*THE TASK*
The data must be written out once more, precisely as given.

-------- GIVEN DATA --------

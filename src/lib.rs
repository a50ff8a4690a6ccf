// src/lib.rs
pub mod analyzer {
    use std::path::PathBuf;
    use std::time::Duration;

    pub use crate::codec::Codec;
    pub use crate::constants::{
        DEFAULT_CHUNK_SIZE, DEFAULT_MAX_INLINE_SIZE, DEFAULT_TIMEOUT_SECS,
    };
    pub use crate::core::analyze;
    pub use crate::error::{AnalysisError, ParameterSetError, SourceError};
    pub use crate::report::{to_json, to_json_pretty};
    pub use crate::source::{ByteRange, ByteSource, FileByteSource, MemoryByteSource};
    pub use crate::stats::count_by_type;
    pub use crate::types::{
        AnalysisRequest, AnalysisResponse, AnalysisResult, BitstreamStatistics, ChunkResult,
        ChunkWindow, NalUnit, ParameterSet, ParameterSets, Pps, Sps, Vps,
    };

    pub struct Options {
        pub codec_hint: String,
        pub codec_specific: bool,
        pub max_inline_size: u64,
        pub byte_range: Option<ByteRange>,
        pub timeout_secs: u64,
    }

    impl Default for Options {
        fn default() -> Self {
            Self {
                codec_hint: "h264".into(),
                codec_specific: true,
                max_inline_size: DEFAULT_MAX_INLINE_SIZE,
                byte_range: None,
                timeout_secs: DEFAULT_TIMEOUT_SECS,
            }
        }
    }

    impl Options {
        fn request(&self) -> AnalysisRequest {
            AnalysisRequest {
                codec_hint: self.codec_hint.clone(),
                codec_specific: self.codec_specific,
                max_inline_size: self.max_inline_size,
                byte_range: self.byte_range,
            }
        }
    }

    /// Async entry-point; analyzes one elementary-stream file.
    pub async fn analyze_file(path: PathBuf, opts: &Options) -> AnalysisResponse {
        let source = FileByteSource::new(path);
        crate::core::analyze(&source, &opts.request(), Duration::from_secs(opts.timeout_secs))
            .await
    }
}

mod codec;
mod constants;
mod core;
mod error;
mod parsers;
mod report;
mod scanner;
mod source;
mod stats;
mod types;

--------

*TASK OUTPUT*
filename src/lib.rs
repository a50ff8a4690a6ccf
// src/lib.rs
pub mod analyzer {
    use std::path::PathBuf;
    use std::time::Duration;

    pub use crate::codec::Codec;
    pub use crate::constants::{
        DEFAULT_CHUNK_SIZE, DEFAULT_MAX_INLINE_SIZE, DEFAULT_TIMEOUT_SECS,
    };
    pub use crate::core::analyze;
    pub use crate::error::{AnalysisError, ParameterSetError, SourceError};
    pub use crate::report::{to_json, to_json_pretty};
    pub use crate::source::{ByteRange, ByteSource, FileByteSource, MemoryByteSource};
    pub use crate::stats::count_by_type;
    pub use crate::types::{
        AnalysisRequest, AnalysisResponse, AnalysisResult, BitstreamStatistics, ChunkResult,
        ChunkWindow, NalUnit, ParameterSet, ParameterSets, Pps, Sps, Vps,
    };

    pub struct Options {
        pub codec_hint: String,
        pub codec_specific: bool,
        pub max_inline_size: u64,
        pub byte_range: Option<ByteRange>,
        pub timeout_secs: u64,
    }

    impl Default for Options {
        fn default() -> Self {
            Self {
                codec_hint: "h264".into(),
                codec_specific: true,
                max_inline_size: DEFAULT_MAX_INLINE_SIZE,
                byte_range: None,
                timeout_secs: DEFAULT_TIMEOUT_SECS,
            }
        }
    }

    impl Options {
        fn request(&self) -> AnalysisRequest {
            AnalysisRequest {
                codec_hint: self.codec_hint.clone(),
                codec_specific: self.codec_specific,
                max_inline_size: self.max_inline_size,
                byte_range: self.byte_range,
            }
        }
    }

    /// Async entry-point; analyzes one elementary-stream file.
    pub async fn analyze_file(path: PathBuf, opts: &Options) -> AnalysisResponse {
        let source = FileByteSource::new(path);
        crate::core::analyze(&source, &opts.request(), Duration::from_secs(opts.timeout_secs))
            .await
    }
}

mod codec;
mod constants;
mod core;
mod error;
mod parsers;
mod report;
mod scanner;
mod source;
mod stats;
mod types;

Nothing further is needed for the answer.